How do i simplify this?:

log4(16)*log4(4)

And this:

f(x)=xsin^(-1)x

(Happy) thanks...! - Sep 20th 2009, 12:27 PMKasper
Welcome to MHF!

2 rules very handy for this type of problem are;

$\displaystyle log_{a}a=1$

$\displaystyle log_{a}(b^c)=c \cdot log_{a}b$

So we know $\displaystyle log_{4}4 = 1$

and we can simplify $\displaystyle log_{4}16=log_{4}(4^2)=2log_{4}4$.

Therefore,

$\displaystyle (log_{4}16)(log_{4}4)$

$\displaystyle =(log_{4}(4^2))(1)$

$\displaystyle =(2 \cdot log_{4}4)(1)$

$\displaystyle =(2)(1)(1)$

$\displaystyle =2$

Does this help? - Sep 20th 2009, 12:40 PMKrizalid
- Sep 20th 2009, 12:42 PMMissWonder
Wee yes ;D I did not know the first part with "loga(A)=1".... Thanks kasper, you're the man!... (Heart)

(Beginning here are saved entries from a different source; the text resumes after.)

//! Wire types for the Marketplace HTTP surface consumed in §6.

use serde::{Deserialize, Serialize};
use serde_json::Value;

#[derive(Debug, Clone, Deserialize)]
pub struct InfoResponse {
    pub id: i64,
    pub name: String,
    pub shared_secret: Option<String>,
}

#[derive(Debug, Clone, Deserialize)]
pub struct RemoteProduct {
    pub id: String,
    pub blueprint_id: Option<i64>,
    pub quantity: i64,
    pub price_cents: i64,
    pub description: Option<String>,
    pub user_data_field: Option<String>,
    pub graded: Option<bool>,
    #[serde(default)]
    pub properties_hash: Option<Value>,
}

#[derive(Debug, Clone, Serialize)]
pub struct BulkUpdateRequest {
    pub products: Vec<Value>,
}

#[derive(Debug, Clone, Deserialize)]
pub struct JobEnvelope {
    pub job: String,
}

#[derive(Debug, Clone, Deserialize)]
pub struct JobStatus {
    pub state: String,
    #[serde(default)]
    pub stats: Option<Value>,
    #[serde(default)]
    pub results: Option<Value>,
}
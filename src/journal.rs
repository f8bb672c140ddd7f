//! Component K: the operation journal. A thin, ownership-checking wrapper
//! around `db::repo::SyncRepository`'s `operations` methods — kept as its
//! own module because every background-task flow (F/G/H/I) and every
//! status-poll caller talks to it, and §3's ownership invariant needs to
//! live in exactly one place rather than be re-checked ad hoc.

use std::sync::Arc;

use serde_json::{Value, json};
use uuid::Uuid;

use crate::db::repo::SyncRepository;
use crate::error::SyncError;
use crate::model::{Operation, OperationType};

#[derive(Clone)]
pub struct OperationJournal {
    repo: Arc<dyn SyncRepository>,
}

impl OperationJournal {
    pub fn new(repo: Arc<dyn SyncRepository>) -> Self {
        Self { repo }
    }

    /// Must be called by the dispatcher before a task body starts running
    /// (§4.J "pre-registration", §9 "task-ownership pre-registration").
    pub async fn register_pending(
        &self,
        operation_id: Uuid,
        user_id: Uuid,
        operation_type: OperationType,
    ) -> Result<(), SyncError> {
        self.repo
            .register_pending(operation_id, user_id, operation_type)
            .await
            .map_err(|e| SyncError::Database {
                operation: "register_pending".into(),
                detail: e.to_string(),
            })
    }

    /// Progress metadata shape for bulk-sync / drift (§4.F step 5):
    /// `{total_products, total_chunks, processed_chunks, progress_percent,
    /// processed, created, updated, skipped}`. Last-writer-wins, advisory
    /// (§5 "ordering guarantees").
    pub async fn update_progress(
        &self,
        operation_id: Uuid,
        total_products: u64,
        total_chunks: u64,
        processed_chunks: u64,
        processed: u64,
        created: u64,
        updated: u64,
        skipped: u64,
    ) -> Result<(), SyncError> {
        let progress_percent = if total_chunks == 0 {
            100
        } else {
            ((processed_chunks as f64 / total_chunks as f64) * 100.0).round() as u64
        };
        let metadata = json!({
            "total_products": total_products,
            "total_chunks": total_chunks,
            "processed_chunks": processed_chunks,
            "progress_percent": progress_percent,
            "processed": processed,
            "created": created,
            "updated": updated,
            "skipped": skipped,
        });
        self.repo
            .update_metadata(operation_id, metadata)
            .await
            .map_err(|e| SyncError::Database {
                operation: "update_progress".into(),
                detail: e.to_string(),
            })
    }

    pub async fn complete(&self, operation_id: Uuid) -> Result<(), SyncError> {
        self.repo
            .complete_operation(operation_id)
            .await
            .map_err(|e| SyncError::Database {
                operation: "complete_operation".into(),
                detail: e.to_string(),
            })
    }

    pub async fn fail(&self, operation_id: Uuid, error_detail: &str) -> Result<(), SyncError> {
        self.repo
            .fail_operation(operation_id, json!({ "error": error_detail }))
            .await
            .map_err(|e| SyncError::Database {
                operation: "fail_operation".into(),
                detail: e.to_string(),
            })
    }

    /// §3 ownership invariant: `user_id` on the operation authorizes status
    /// reads by that user. Callers outside this module never see an
    /// `Operation` belonging to someone else.
    pub async fn get_status_for(
        &self,
        operation_id: Uuid,
        requesting_user: Uuid,
    ) -> Result<Operation, SyncError> {
        let op = self
            .repo
            .get_operation(operation_id)
            .await
            .map_err(|e| SyncError::Database {
                operation: "get_operation".into(),
                detail: e.to_string(),
            })?
            .ok_or(SyncError::SyncNotFound {
                user_id: requesting_user.to_string(),
            })?;

        if op.user_id != requesting_user {
            // Indistinguishable from "not found" to the caller: we don't
            // leak the existence of another user's operation.
            return Err(SyncError::SyncNotFound {
                user_id: requesting_user.to_string(),
            });
        }
        Ok(op)
    }

    /// Raw metadata accessor, for internal chunk-loop callers that already
    /// hold the operation and just need the JSON bag back (e.g. to merge
    /// forward rather than overwrite).
    pub async fn metadata(&self, operation_id: Uuid) -> Result<Option<Value>, SyncError> {
        Ok(self
            .repo
            .get_operation(operation_id)
            .await
            .map_err(|e| SyncError::Database {
                operation: "get_operation".into(),
                detail: e.to_string(),
            })?
            .and_then(|op| op.metadata))
    }
}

What about "xsin^(-1)x"? - Sep 20th 2009, 12:44 PMMissWonder
$\displaystyle x(sin^-1)x$... better? I really don't know how to write it in a good way :(

- Sep 20th 2009, 12:54 PMKasper
- Sep 20th 2009, 01:00 PMMissWonder
Yeah :P I really can't figure it out either! Maybe differentiate it is sufficient?..

- Sep 20th 2009, 01:04 PMKasper
It's not so much that it can't be figured out, there is just no way to simplify that expression further.

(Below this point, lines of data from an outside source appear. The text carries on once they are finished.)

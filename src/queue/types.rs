use serde_json::Value;
use uuid::Uuid;

use crate::model::OperationType;

#[derive(Clone, Copy, Debug, PartialEq, Eq, Hash)]
pub enum Lane {
    HighPriority,
    BulkSync,
    Default,
}

impl Lane {
    pub fn as_str(&self) -> &'static str {
        match self {
            Self::HighPriority => "high-priority",
            Self::BulkSync => "bulk-sync",
            Self::Default => "default",
        }
    }

    /// §4.J: webhooks and single-item updates/deletes are high-priority;
    /// bulk ingest gets its own lane so a large export can't starve
    /// interactive writes.
    pub fn for_operation(operation_type: &OperationType) -> Self {
        match operation_type {
            OperationType::Webhook | OperationType::SyncUpdate | OperationType::SyncDelete => {
                Self::HighPriority
            }
            OperationType::BulkSync => Self::BulkSync,
            OperationType::Periodic => Self::Default,
        }
    }
}

#[derive(Clone, Debug)]
pub struct QueuedTask {
    pub task_id: Uuid,
    pub user_id: Uuid,
    pub lane: Lane,
    pub operation_type: OperationType,
    pub payload: Option<Value>,
    pub attempt: i64,
}

/// Retry budget is per task kind, not per error (§7).
pub fn max_retries(operation_type: &OperationType) -> u32 {
    match operation_type {
        OperationType::BulkSync => 10,
        OperationType::SyncUpdate | OperationType::SyncDelete => 5,
        OperationType::Webhook => 3,
        OperationType::Periodic => 5,
    }
}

Keep in mind that differentiation and algebraic simplification are two very different things!

Differentiating will bring out an entirely new function that is not at all equivalent to the original. - Sep 20th 2009, 01:10 PMMissWonder
I know.. But I can't simplify it.. So maybe differentiate it, and then simplify it?

- Sep 20th 2009, 01:14 PMKasper
No, no, because simplification is essentially rewriting a function such that it is equivalent to the original function and so it looks nicer and is easier to work with.

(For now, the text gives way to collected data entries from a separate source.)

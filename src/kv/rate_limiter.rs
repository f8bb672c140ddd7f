//! §4.C adaptive per-user rate limiter, realized against
//! `rate_limit_buckets` (see `db::schema`). Every state transition is either
//! a single SQL statement with the arithmetic done server-side, or a
//! compare-and-swap `UPDATE ... WHERE tokens = ? AND refill_at = ?` retried a
//! bounded number of times — never an application-level read-modify-write
//! (§9, §5 "Shared-resource policy").

use std::sync::Arc;

use sqlx::{AnyPool, Row};
use uuid::Uuid;

use crate::time::now_secs;

const CAS_RETRIES: u32 = 5;

#[derive(Clone)]
pub struct AdaptiveRateLimiter {
    pool: Arc<AnyPool>,
    base_capacity: u32,
    window_secs: i64,
    min_factor: f64,
    max_factor: f64,
    reduction_factor: f64,
    increase_factor: f64,
    quiet_window_secs: i64,
}

impl AdaptiveRateLimiter {
    pub fn new(
        pool: Arc<AnyPool>,
        base_capacity: u32,
        window_secs: i64,
        min_factor: f64,
        max_factor: f64,
        reduction_factor: f64,
        increase_factor: f64,
        quiet_window_secs: i64,
    ) -> Self {
        Self {
            pool,
            base_capacity,
            window_secs,
            min_factor,
            max_factor,
            reduction_factor,
            increase_factor,
            quiet_window_secs,
        }
    }

    /// `acquire(user, n)` per §4.C. Fail-open: any storage error returns
    /// `(true, None)` rather than blocking the caller — the 429 path from
    /// the Marketplace itself is the authoritative signal.
    pub async fn acquire(&self, user_id: Uuid, n: i64) -> (bool, Option<f64>) {
        match self.try_acquire(user_id, n).await {
            Ok(outcome) => outcome,
            Err(e) => {
                tracing::warn!(error = %e, %user_id, "rate limiter store error, failing open");
                (true, None)
            }
        }
    }

    async fn ensure_bucket(&self, user_id: Uuid) -> anyhow::Result<()> {
        let now = now_secs();
        sqlx::query(
            r#"INSERT INTO rate_limit_buckets (user_id, tokens, refill_at, adaptive_factor, total_429_count)
               VALUES (?, ?, ?, 1.0, 0)
               ON CONFLICT (user_id) DO NOTHING"#,
        )
        .bind(user_id.to_string())
        .bind(self.base_capacity as i64)
        .bind(now + self.window_secs)
        .execute(&*self.pool)
        .await?;
        Ok(())
    }

    async fn try_acquire(&self, user_id: Uuid, n: i64) -> anyhow::Result<(bool, Option<f64>)> {
        self.ensure_bucket(user_id).await?;

        for _ in 0..CAS_RETRIES {
            let row = sqlx::query(
                "SELECT tokens, refill_at, adaptive_factor FROM rate_limit_buckets WHERE user_id = ?",
            )
            .bind(user_id.to_string())
            .fetch_one(&*self.pool)
            .await?;

            let prev_tokens: i64 = row.try_get("tokens")?;
            let prev_refill_at: i64 = row.try_get("refill_at")?;
            let factor: f64 = row.try_get("adaptive_factor")?;

            let now = now_secs();
            let (tokens, refill_at) = if now >= prev_refill_at {
                let capacity = ((self.base_capacity as f64) * factor).floor() as i64;
                (capacity, now + self.window_secs)
            } else {
                (prev_tokens, prev_refill_at)
            };

            if tokens < n {
                let wait = (refill_at - now).max(0) as f64;
                return Ok((false, Some(wait)));
            }

            let res = sqlx::query(
                "UPDATE rate_limit_buckets SET tokens = ?, refill_at = ? \
                 WHERE user_id = ? AND tokens = ? AND refill_at = ?",
            )
            .bind(tokens - n)
            .bind(refill_at)
            .bind(user_id.to_string())
            .bind(prev_tokens)
            .bind(prev_refill_at)
            .execute(&*self.pool)
            .await?;

            if res.rows_affected() == 1 {
                return Ok((true, None));
            }
            // Lost the race against a concurrent acquire/refill; retry with
            // a fresh read rather than overwrite its result.
        }

        // Exhausted retries under contention: fail open rather than block.
        Ok((true, None))
    }

    /// `f <- max(min_factor, f * reduction_factor)`, computed server-side in
    /// one statement so no caller ever reads `f` before writing it back.
    pub async fn on_limit_exceeded(&self, user_id: Uuid) {
        if let Err(e) = self.try_on_limit_exceeded(user_id).await {
            tracing::warn!(error = %e, %user_id, "rate limiter store error recording 429");
        }
    }

    async fn try_on_limit_exceeded(&self, user_id: Uuid) -> anyhow::Result<()> {
        self.ensure_bucket(user_id).await?;
        let now = now_secs();

        // The capped recent-429 list is a diagnostic buffer, not a
        // correctness-critical invariant like `tokens`/`refill_at` above, so
        // it's maintained with a plain read-then-write rather than a CAS
        // loop: a concurrent 429 can at most cost this update one lost
        // timestamp, never duplicate or corrupt the bucket itself.
        let row = sqlx::query("SELECT recent_429s FROM rate_limit_buckets WHERE user_id = ?")
            .bind(user_id.to_string())
            .fetch_one(&*self.pool)
            .await?;
        let raw: String = row.try_get("recent_429s")?;
        let mut recent: Vec<i64> = serde_json::from_str(&raw).unwrap_or_default();
        recent.push(now);
        if recent.len() > 100 {
            let drop = recent.len() - 100;
            recent.drain(0..drop);
        }
        let recent_json = serde_json::to_string(&recent)?;

        sqlx::query(
            "UPDATE rate_limit_buckets SET \
               adaptive_factor = MAX(?, adaptive_factor * ?), \
               last_429_at = ?, \
               total_429_count = total_429_count + 1, \
               recent_429s = ? \
             WHERE user_id = ?",
        )
        .bind(self.min_factor)
        .bind(self.reduction_factor)
        .bind(now)
        .bind(recent_json)
        .bind(user_id.to_string())
        .execute(&*self.pool)
        .await?;
        Ok(())
    }

    /// `f <- min(max_factor, f * increase_factor)` only if no 429 landed in
    /// the last `quiet_window_secs`.
    pub async fn on_success(&self, user_id: Uuid) {
        if let Err(e) = self.try_on_success(user_id).await {
            tracing::warn!(error = %e, %user_id, "rate limiter store error recording success");
        }
    }

    async fn try_on_success(&self, user_id: Uuid) -> anyhow::Result<()> {
        self.ensure_bucket(user_id).await?;
        let now = now_secs();
        let cutoff = now - self.quiet_window_secs;
        sqlx::query(
            "UPDATE rate_limit_buckets SET adaptive_factor = MIN(?, adaptive_factor * ?) \
             WHERE user_id = ? AND (last_429_at IS NULL OR last_429_at < ?)",
        )
        .bind(self.max_factor)
        .bind(self.increase_factor)
        .bind(user_id.to_string())
        .bind(cutoff)
        .execute(&*self.pool)
        .await?;
        Ok(())
    }
}

#[cfg(test)]
mod tests {
    use super::*;
    use sqlx::any::AnyPoolOptions;

    async fn test_limiter(base_capacity: u32) -> (AdaptiveRateLimiter, Arc<AnyPool>) {
        sqlx::any::install_default_drivers();
        let pool = Arc::new(
            AnyPoolOptions::new()
                .max_connections(1)
                .connect("sqlite::memory:")
                .await
                .unwrap(),
        );
        crate::db::schema::migrate(&pool).await.unwrap();
        let limiter = AdaptiveRateLimiter::new(pool.clone(), base_capacity, 10, 0.5, 1.5, 0.9, 1.01, 300);
        (limiter, pool)
    }

    #[tokio::test]
    async fn acquire_drains_bucket_then_denies() {
        let (limiter, _pool) = test_limiter(2).await;
        let user = Uuid::new_v4();
        let (ok1, _) = limiter.acquire(user, 1).await;
        let (ok2, _) = limiter.acquire(user, 1).await;
        let (ok3, wait) = limiter.acquire(user, 1).await;
        assert!(ok1 && ok2);
        assert!(!ok3);
        assert!(wait.is_some());
    }

    #[tokio::test]
    async fn on_limit_exceeded_shrinks_factor_within_bounds() {
        let (limiter, pool) = test_limiter(200).await;
        let user = Uuid::new_v4();
        limiter.acquire(user, 1).await;
        for _ in 0..20 {
            limiter.on_limit_exceeded(user).await;
        }
        let row = sqlx::query("SELECT adaptive_factor FROM rate_limit_buckets WHERE user_id = ?")
            .bind(user.to_string())
            .fetch_one(&*pool)
            .await
            .unwrap();
        let factor: f64 = row.try_get("adaptive_factor").unwrap();
        assert!(factor >= 0.5, "factor {factor} fell below floor");
    }

    #[tokio::test]
    async fn recent_429s_caps_at_100_entries() {
        let (limiter, pool) = test_limiter(200).await;
        let user = Uuid::new_v4();
        limiter.acquire(user, 1).await;
        for _ in 0..120 {
            limiter.on_limit_exceeded(user).await;
        }
        let row = sqlx::query("SELECT recent_429s, total_429_count FROM rate_limit_buckets WHERE user_id = ?")
            .bind(user.to_string())
            .fetch_one(&*pool)
            .await
            .unwrap();
        let raw: String = row.try_get("recent_429s").unwrap();
        let recent: Vec<i64> = serde_json::from_str(&raw).unwrap();
        let total: i64 = row.try_get("total_429_count").unwrap();
        assert_eq!(recent.len(), 100, "list must cap at 100 entries");
        assert_eq!(total, 120, "counter keeps counting past the cap");
    }

    #[tokio::test]
    async fn on_success_does_not_grow_within_quiet_window() {
        let (limiter, pool) = test_limiter(200).await;
        let user = Uuid::new_v4();
        limiter.acquire(user, 1).await;
        limiter.on_limit_exceeded(user).await;
        limiter.on_success(user).await;
        let row = sqlx::query("SELECT adaptive_factor FROM rate_limit_buckets WHERE user_id = ?")
            .bind(user.to_string())
            .fetch_one(&*pool)
            .await
            .unwrap();
        let factor: f64 = row.try_get("adaptive_factor").unwrap();
        assert!((factor - 0.9).abs() < 1e-9, "growth should be suppressed right after a 429, got {factor}");
    }
}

If you differentiate, you lose that equivalency to the original function; so nothing to do with differentiation can be considered an algebraic simplification. Sure you *might* be able to simplify the derivative, but it would not be a simplification of $\displaystyle (x)sin^{-1}(x)$. - Sep 20th 2009, 01:27 PMMissWonder
OMG! I just wrote an e-mail to my mathteacher.. She wrote that a differentiation is sufficient

- Sep 20th 2009, 02:57 PMmr fantastic
Perhaps your math teacher knew the exact instructions that came with the expression f(x)=x sin^(-1)x. Because we certainly didn't, despite several increasingly frustrated attempts to find out what they were.

Next time post all the instructions given in the question.